Start of Data extract
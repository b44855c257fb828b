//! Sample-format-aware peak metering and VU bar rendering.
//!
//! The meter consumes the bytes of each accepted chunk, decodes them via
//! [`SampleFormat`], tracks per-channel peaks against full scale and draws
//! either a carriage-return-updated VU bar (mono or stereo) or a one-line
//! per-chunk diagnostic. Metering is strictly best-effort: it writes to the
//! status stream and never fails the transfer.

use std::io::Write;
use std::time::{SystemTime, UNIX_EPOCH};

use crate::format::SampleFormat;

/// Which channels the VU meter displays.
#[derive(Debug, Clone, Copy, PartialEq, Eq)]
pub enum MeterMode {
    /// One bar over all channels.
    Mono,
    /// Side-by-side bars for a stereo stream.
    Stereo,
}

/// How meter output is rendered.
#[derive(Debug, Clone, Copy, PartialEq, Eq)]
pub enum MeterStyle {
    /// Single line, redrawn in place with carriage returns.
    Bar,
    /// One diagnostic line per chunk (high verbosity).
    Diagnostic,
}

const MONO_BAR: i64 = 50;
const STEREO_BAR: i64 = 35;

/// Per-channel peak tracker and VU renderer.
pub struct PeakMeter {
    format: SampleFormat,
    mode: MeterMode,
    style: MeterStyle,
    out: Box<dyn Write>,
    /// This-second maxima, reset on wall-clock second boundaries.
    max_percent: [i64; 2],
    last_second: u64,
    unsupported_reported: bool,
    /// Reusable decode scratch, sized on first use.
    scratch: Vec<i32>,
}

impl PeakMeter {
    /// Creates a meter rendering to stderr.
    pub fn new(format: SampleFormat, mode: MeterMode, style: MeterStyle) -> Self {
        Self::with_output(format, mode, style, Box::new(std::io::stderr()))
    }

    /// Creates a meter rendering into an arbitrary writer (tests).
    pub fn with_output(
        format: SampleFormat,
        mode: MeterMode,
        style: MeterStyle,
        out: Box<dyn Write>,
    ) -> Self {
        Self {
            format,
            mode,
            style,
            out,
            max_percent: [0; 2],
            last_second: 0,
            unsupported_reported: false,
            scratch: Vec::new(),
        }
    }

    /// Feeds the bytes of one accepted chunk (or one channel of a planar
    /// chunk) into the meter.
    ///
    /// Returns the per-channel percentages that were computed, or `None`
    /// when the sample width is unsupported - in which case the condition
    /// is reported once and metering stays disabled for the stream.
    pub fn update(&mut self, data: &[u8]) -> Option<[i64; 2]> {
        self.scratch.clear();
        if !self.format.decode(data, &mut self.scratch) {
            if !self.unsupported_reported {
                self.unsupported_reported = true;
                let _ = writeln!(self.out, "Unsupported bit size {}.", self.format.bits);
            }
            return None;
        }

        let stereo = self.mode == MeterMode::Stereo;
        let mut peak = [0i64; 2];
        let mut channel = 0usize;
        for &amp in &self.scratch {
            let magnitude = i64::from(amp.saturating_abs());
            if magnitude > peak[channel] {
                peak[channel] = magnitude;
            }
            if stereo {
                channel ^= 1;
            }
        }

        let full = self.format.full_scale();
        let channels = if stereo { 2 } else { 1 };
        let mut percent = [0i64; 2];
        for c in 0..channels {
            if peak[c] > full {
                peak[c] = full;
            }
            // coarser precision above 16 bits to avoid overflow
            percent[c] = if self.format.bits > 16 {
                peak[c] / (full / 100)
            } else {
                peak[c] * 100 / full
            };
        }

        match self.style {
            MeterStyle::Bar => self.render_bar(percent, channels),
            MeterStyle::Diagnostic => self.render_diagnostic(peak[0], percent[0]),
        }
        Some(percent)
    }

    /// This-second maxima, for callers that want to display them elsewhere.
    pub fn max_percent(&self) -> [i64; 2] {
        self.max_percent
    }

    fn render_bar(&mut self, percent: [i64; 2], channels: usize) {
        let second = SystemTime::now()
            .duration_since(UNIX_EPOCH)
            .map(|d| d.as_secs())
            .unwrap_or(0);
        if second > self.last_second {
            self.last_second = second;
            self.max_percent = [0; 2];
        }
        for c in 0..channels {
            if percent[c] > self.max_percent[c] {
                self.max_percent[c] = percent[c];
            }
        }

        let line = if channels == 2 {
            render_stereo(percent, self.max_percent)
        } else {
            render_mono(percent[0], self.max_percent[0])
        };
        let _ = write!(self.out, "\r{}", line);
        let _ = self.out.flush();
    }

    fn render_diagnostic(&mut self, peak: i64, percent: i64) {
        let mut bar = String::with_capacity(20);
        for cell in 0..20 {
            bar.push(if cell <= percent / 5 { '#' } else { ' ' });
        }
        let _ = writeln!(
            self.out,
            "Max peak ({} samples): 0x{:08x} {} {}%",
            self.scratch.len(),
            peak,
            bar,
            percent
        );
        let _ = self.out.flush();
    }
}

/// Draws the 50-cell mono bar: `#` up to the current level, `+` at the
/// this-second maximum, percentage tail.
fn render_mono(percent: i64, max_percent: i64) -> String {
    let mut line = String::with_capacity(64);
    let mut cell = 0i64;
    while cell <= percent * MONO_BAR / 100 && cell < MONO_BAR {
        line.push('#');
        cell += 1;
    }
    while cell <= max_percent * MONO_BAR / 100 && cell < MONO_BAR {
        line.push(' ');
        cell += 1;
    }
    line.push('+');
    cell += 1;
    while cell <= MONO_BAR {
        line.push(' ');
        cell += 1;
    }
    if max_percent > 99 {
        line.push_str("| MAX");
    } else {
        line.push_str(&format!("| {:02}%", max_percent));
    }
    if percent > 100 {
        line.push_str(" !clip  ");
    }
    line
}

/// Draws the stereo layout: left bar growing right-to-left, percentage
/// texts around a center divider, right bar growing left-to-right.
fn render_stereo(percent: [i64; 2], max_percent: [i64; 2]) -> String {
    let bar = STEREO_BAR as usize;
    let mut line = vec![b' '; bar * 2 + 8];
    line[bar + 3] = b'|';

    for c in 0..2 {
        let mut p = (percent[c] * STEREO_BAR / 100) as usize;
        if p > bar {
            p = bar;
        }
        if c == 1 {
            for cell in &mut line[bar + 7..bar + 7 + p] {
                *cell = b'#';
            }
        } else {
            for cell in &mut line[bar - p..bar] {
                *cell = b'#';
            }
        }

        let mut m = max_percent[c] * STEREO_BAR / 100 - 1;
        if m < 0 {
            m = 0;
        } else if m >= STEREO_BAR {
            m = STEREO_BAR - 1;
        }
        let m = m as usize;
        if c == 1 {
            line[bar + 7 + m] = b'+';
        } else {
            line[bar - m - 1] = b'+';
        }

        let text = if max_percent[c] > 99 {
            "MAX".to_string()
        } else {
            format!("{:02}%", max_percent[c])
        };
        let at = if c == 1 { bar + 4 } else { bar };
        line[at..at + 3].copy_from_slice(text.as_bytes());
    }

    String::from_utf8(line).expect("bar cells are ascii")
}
End of Data extract
#### [Exercise description]
Please tally the lines of the material that contain the word "bits", then give the total alone.

#### [Your response]
3